INSTRUCTIONS TO FOLLOW.
Which lines in the records below include the word "Acquire"? Report each of them in full.

THE RECORDS.

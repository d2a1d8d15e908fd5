//! Split sends and serial framing across real links.

use std::sync::{Arc, Mutex};
use std::time::Duration;

use serde_json::json;
use tokio::io::AsyncWriteExt;

use tether_core::{to_payload, Message, Payload, WireFormat};
use tether_services::{Connector, StreamTransport};

use crate::*;

/// Answers `sync/blob` with the length of the received blob.
fn blob_sizer() -> Arc<dyn tether_services::Subscriber> {
    Arc::new(|message: &Message| {
        if message.path() != "sync/blob" || message.is_response() {
            return;
        }
        let len = message.payload()["blob"].as_str().map_or(0, |b| b.chars().count());
        let _ = message.respond(to_payload(json!({ "len": len })).unwrap(), None);
    })
}

#[tokio::test]
async fn split_send_from_device_reassembles_on_hub() {
    let (hub, devices) = hub_with_devices(&["lamp"]).await.unwrap();
    hub.server.subscribe(blob_sizer());

    let blob = "ÿ\"quoted\" ".repeat(40);
    let reply = devices[0]
        .link
        .send_split(
            "sync/blob",
            Some(HUB),
            to_payload(json!({ "blob": blob })).unwrap(),
            24,
            Duration::from_secs(3),
        )
        .await
        .unwrap()
        .expect("hub should answer the final chunk");

    assert_eq!(reply.payload()["len"], blob.chars().count());
    assert_eq!(hub.server.reassembly_pending(), 0);
}

#[tokio::test]
async fn split_send_from_hub_reaches_device() {
    let (hub, devices) = hub_with_devices(&["lamp"]).await.unwrap();
    devices[0].link.subscribe(blob_sizer());

    let reply = hub
        .server
        .send_split(
            "sync/blob",
            Some("lamp"),
            to_payload(json!({ "blob": "x".repeat(500) })).unwrap(),
            64,
            Duration::from_secs(3),
        )
        .await
        .unwrap()
        .expect("lamp should answer");
    assert_eq!(reply.payload()["len"], 500);
}

#[tokio::test]
async fn serial_peer_noise_and_crash_are_not_published() {
    let hub = Hub::start(WireFormat::Serial).await.unwrap();
    let seen = Arc::new(Mutex::new(Vec::new()));
    let sink = seen.clone();
    hub.server
        .subscribe(Arc::new(move |m: &Message| sink.lock().unwrap().push(m.clone())));

    let (local, mut remote) = tokio::io::duplex(4096);
    hub.server
        .accept("/dev/ttyUSB0", Arc::new(StreamTransport::new(local)));

    let frame = Message::new("telemetry", "esp32", None, Payload::new()).unwrap();
    remote.write_all(b"ets Jun  8 2016 00:22:57\n").await.unwrap();
    remote
        .write_all(b"Backtrace: 0x400d1234:0x3ffb0000\n")
        .await
        .unwrap();
    remote.write_all(b"!r_p[broken\n").await.unwrap();
    remote
        .write_all(WireFormat::Serial.encode(&frame).unwrap().as_bytes())
        .await
        .unwrap();

    let check = seen.clone();
    wait_until(move || !check.lock().unwrap().is_empty()).await.unwrap();
    tokio::time::sleep(Duration::from_millis(50)).await;

    let seen = seen.lock().unwrap();
    assert_eq!(seen.len(), 1);
    assert_eq!(seen[0], frame);
    assert!(hub.server.peer("/dev/ttyUSB0").unwrap().is_connected());
}
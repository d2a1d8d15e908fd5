//! Peer session: one accepted connection inside a [`Server`](crate::Server).
//!
//! Each session runs two tasks: an outbound drain loop that also probes the
//! transport for liveness, and an inbound loop that decodes frames and
//! publishes them to the owning server. The first I/O failure on either side
//! ends both and leaves the session `Disconnected` for good; a reconnecting
//! peer gets a fresh session.

use std::sync::atomic::{AtomicU8, Ordering};
use std::sync::{Arc, Mutex};
use std::time::Duration;

use bytes::Bytes;
use tokio::sync::{broadcast, mpsc};

use tether_core::{Error, Result, WireFormat};

use crate::pubsub::{Publisher, Subscriber};
use crate::schema;
use crate::transport::Transport;

#[derive(Debug, Clone, Copy, PartialEq, Eq)]
#[repr(u8)]
pub enum PeerState {
    Connecting = 0,
    Connected = 1,
    Disconnected = 2,
}

impl PeerState {
    fn from_u8(v: u8) -> Self {
        match v {
            0 => Self::Connecting,
            1 => Self::Connected,
            _ => Self::Disconnected,
        }
    }
}

pub struct PeerSession {
    address: String,
    transport: Arc<dyn Transport>,
    state: AtomicU8,
    outbound_tx: mpsc::UnboundedSender<Bytes>,
    outbound_rx: Mutex<Option<mpsc::UnboundedReceiver<Bytes>>>,
    publisher: Publisher,
    shutdown: broadcast::Sender<()>,
}

impl PeerSession {
    pub fn new(address: impl Into<String>, transport: Arc<dyn Transport>) -> Arc<Self> {
        let (outbound_tx, outbound_rx) = mpsc::unbounded_channel();
        let (shutdown, _) = broadcast::channel(1);
        Arc::new(Self {
            address: address.into(),
            transport,
            state: AtomicU8::new(PeerState::Connecting as u8),
            outbound_tx,
            outbound_rx: Mutex::new(Some(outbound_rx)),
            publisher: Publisher::new(),
            shutdown,
        })
    }

    pub fn address(&self) -> &str {
        &self.address
    }

    pub fn state(&self) -> PeerState {
        PeerState::from_u8(self.state.load(Ordering::Acquire))
    }

    /// Connected and the transport agrees.
    pub fn is_connected(&self) -> bool {
        self.state() == PeerState::Connected && self.transport.is_connected()
    }

    pub fn subscribe(&self, subscriber: Arc<dyn Subscriber>) -> bool {
        self.publisher.subscribe(subscriber)
    }

    /// Spawn the I/O loops. Only the first call has any effect.
    pub fn start(self: &Arc<Self>, format: WireFormat, liveness: Duration) {
        let rx = match self.outbound_rx.lock() {
            Ok(mut slot) => slot.take(),
            Err(poisoned) => poisoned.into_inner().take(),
        };
        let Some(rx) = rx else {
            tracing::debug!(peer = %self.address, "session already started");
            return;
        };
        if self
            .state
            .compare_exchange(
                PeerState::Connecting as u8,
                PeerState::Connected as u8,
                Ordering::AcqRel,
                Ordering::Acquire,
            )
            .is_err()
        {
            tracing::debug!(peer = %self.address, "session closed before start");
            return;
        }

        tokio::spawn(self.clone().outbound_loop(rx, liveness, self.shutdown.subscribe()));
        tokio::spawn(self.clone().inbound_loop(format, self.shutdown.subscribe()));
        tracing::info!(peer = %self.address, "peer session started");
    }

    /// Queue a frame for the outbound loop.
    pub fn enqueue(&self, frame: Bytes) -> Result<()> {
        if !self.is_connected() {
            return Err(Error::ClientDisconnected(self.address.clone()));
        }
        self.outbound_tx
            .send(frame)
            .map_err(|_| Error::ClientDisconnected(self.address.clone()))
    }

    /// Mark the session disconnected and stop both loops.
    pub fn close(&self) {
        let previous = self
            .state
            .swap(PeerState::Disconnected as u8, Ordering::AcqRel);
        if previous != PeerState::Disconnected as u8 {
            tracing::info!(peer = %self.address, "peer session closed");
        }
        let _ = self.shutdown.send(());
    }

    async fn outbound_loop(
        self: Arc<Self>,
        mut rx: mpsc::UnboundedReceiver<Bytes>,
        liveness: Duration,
        mut shutdown: broadcast::Receiver<()>,
    ) {
        let mut probe = tokio::time::interval(liveness);

        loop {
            tokio::select! {
                _ = shutdown.recv() => break,

                _ = probe.tick() => {
                    if !self.transport.is_connected() {
                        tracing::info!(peer = %self.address, "liveness probe failed");
                        break;
                    }
                }

                frame = rx.recv() => {
                    let Some(frame) = frame else { break };
                    tracing::trace!(peer = %self.address, len = frame.len(), "frame sent");
                    if let Err(e) = self.transport.send(frame).await {
                        tracing::warn!(peer = %self.address, error = %e, "write failed");
                        break;
                    }
                }
            }
        }
        self.finish().await;
    }

    async fn inbound_loop(self: Arc<Self>, format: WireFormat, mut shutdown: broadcast::Receiver<()>) {
        loop {
            tokio::select! {
                _ = shutdown.recv() => break,

                frame = self.transport.receive() => {
                    match frame {
                        Ok(Some(raw)) => {
                            if let Some(message) = schema::decode_frame(format, &raw, &self.address) {
                                self.publisher.publish(&message);
                            }
                        }
                        Ok(None) => {
                            tracing::info!(peer = %self.address, "peer closed connection");
                            break;
                        }
                        Err(e) => {
                            tracing::warn!(peer = %self.address, error = %e, "read failed");
                            break;
                        }
                    }
                }
            }
        }
        self.finish().await;
    }

    async fn finish(&self) {
        self.close();
        if let Err(e) = self.transport.disconnect().await {
            tracing::debug!(peer = %self.address, error = %e, "transport disconnect failed");
        }
    }
}
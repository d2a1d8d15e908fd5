//! tether-core: message model, wire framing, errors and configuration.
//! All other Tether crates depend on this one.

pub mod config;
pub mod error;
pub mod message;
pub mod wire;

pub use error::{Error, Result};
pub use message::{
    to_payload, AuthTag, Envelope, Message, Payload, ReplySink, Responder, SessionId,
};
pub use wire::{ChunkEnvelope, Frame, FrameError, WireFormat};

EXERCISE RESULT.
        PeerState::from_u8(self.state.load(Ordering::Acquire))
                Ordering::Acquire,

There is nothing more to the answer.